Früher dachte ich oft, dass Tokenisierung nahezu dasselbe wie Liquidität sei. Man bringt einen Vermögenswert auf die Blockchain, teilt das Eigentum in Anteile und öffnet damit die Tür für viele Teilnehmer – das klingt ziemlich plausibel. Doch als ich tiefer in die Dusk Network und ihren Ansatz für RWA eintauchte, merkte ich, dass diese Annahme problematisch ist. Es gibt eine Lücke zwischen „tokenisieren können“ und „effizient handelbar machen“.
Zunächst ging ich davon aus, dass die Blockchain selbst der schwierigste Teil sei. Danach erkannte ich, dass das Erstellen von Tokens nur eine Schicht des Problems löst. Liquidität hängt jedoch auch von Recht, Eigentumsverhältnissen, Übertragbarkeit und dem Vertrauen zwischen den Parteien ab.
So sehe ich es inzwischen deutlich anders. Tokenisierung erzeugt keine Liquidität von allein; sie macht einen Vermögenswert lediglich in einem digitalen System leichter darstellbar und übertragbar.
Was mir an Dusk Network auffiel, ist, dass sie die Blockchain nicht von den Einschränkungen realer Vermögenswerte trennen. Wenn RWA mit Wertpapieren, Investoren und regulatorischen Vorgaben zu tun haben, kann „offen“ nicht einfach bedeuten, dass automatisch jeder teilnehmen darf.
Erst da wurde mir klar, dass das eigentliche, tiefere Problem nicht beim Token liegt, sondern im Vertrauensmodell hinter dem Token.
Ich habe immer noch eine Frage: Wenn die Blockchain die Reibung im Handel reduziert, die rechtlichen Bindungen jedoch weiterhin bestehen – haben wir dann wirklich neue Liquidität geschaffen, oder lediglich alte Liquidität in eine andere Form übertragen?
#dusk $DUSK @Dusk $BTC
Zunächst ging ich davon aus, dass die Blockchain selbst der schwierigste Teil sei. Danach erkannte ich, dass das Erstellen von Tokens nur eine Schicht des Problems löst. Liquidität hängt jedoch auch von Recht, Eigentumsverhältnissen, Übertragbarkeit und dem Vertrauen zwischen den Parteien ab.
So sehe ich es inzwischen deutlich anders. Tokenisierung erzeugt keine Liquidität von allein; sie macht einen Vermögenswert lediglich in einem digitalen System leichter darstellbar und übertragbar.

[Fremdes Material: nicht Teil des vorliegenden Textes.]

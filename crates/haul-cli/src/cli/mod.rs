use clap::{Parser, Subcommand};

pub mod global;
pub mod subcommands;

pub use global::{GlobalFlags, OutputFormat};
use subcommands::{AuthCommands, GuardArgs, PresenceCommands};

/// Top-level CLI parser for the `haul` binary.
#[derive(Debug, Parser)]
#[command(name = "haul", version, about = "Haulage - session gate for logistics operations")]
pub struct Cli {
    #[command(subcommand)]
    pub command: Commands,

    /// Output format: json, raw
    #[arg(short, long, global = true, default_value = "json")]
    pub format: OutputFormat,

    /// Quiet mode (errors only)
    #[arg(short, long, global = true)]
    pub quiet: bool,

    /// Verbose mode (debug logging)
    #[arg(short, long, global = true)]
    pub verbose: bool,
}

#[derive(Clone, Debug, Subcommand)]
pub enum Commands {
    /// Sign in, sign out, and inspect the session.
    Auth {
        #[command(subcommand)]
        action: AuthCommands,
    },
    /// Evaluate the role guard for a protected screen.
    Guard(GuardArgs),
    /// Presence heartbeat.
    Presence {
        #[command(subcommand)]
        action: PresenceCommands,
    },
}

impl Cli {
    #[must_use]
    pub const fn global_flags(&self) -> GlobalFlags {
        GlobalFlags {
            format: self.format,
        }
    }
}
//! Cross-cutting error types for Haulage.
//!
//! Domain-specific errors (`AuthError`, `ConfigError`) live in their own
//! crates and converge into `anyhow` in `haul-cli`.

use thiserror::Error;

#[derive(Debug, Error, PartialEq, Eq)]
pub enum CoreError {
    /// A role string did not match any known permission class.
    #[error("Unknown role: {0}")]
    InvalidRole(String),
}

Was mir an Dusk Network auffiel, ist, dass sie die Blockchain nicht von den Einschränkungen realer Vermögenswerte trennen. Wenn RWA mit Wertpapieren, Investoren und regulatorischen Vorgaben zu tun haben, kann „offen“ nicht einfach bedeuten, dass automatisch jeder teilnehmen darf.

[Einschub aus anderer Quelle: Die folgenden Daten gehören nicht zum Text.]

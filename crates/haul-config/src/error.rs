//! Configuration error types.

use thiserror::Error;

#[derive(Debug, Error)]
pub enum ConfigError {
    /// Figment extraction or merge error.
    #[error("Configuration error: {0}")]
    Figment(#[from] figment::Error),

    /// A required configuration section is not configured.
    #[error("Configuration section '{section}' is not configured (missing required fields)")]
    NotConfigured { section: String },

    /// A configuration field has an invalid value.
    #[error("Invalid configuration value for '{field}': {reason}")]
    InvalidValue { field: String, reason: String },
}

Erst da wurde mir klar, dass das eigentliche, tiefere Problem nicht beim Token liegt, sondern im Vertrauensmodell hinter dem Token.
Ich habe immer noch eine Frage: Wenn die Blockchain die Reibung im Handel reduziert, die rechtlichen Bindungen jedoch weiterhin bestehen – haben wir dann wirklich neue Liquidität geschaffen, oder lediglich alte Liquidität in eine andere Form übertragen?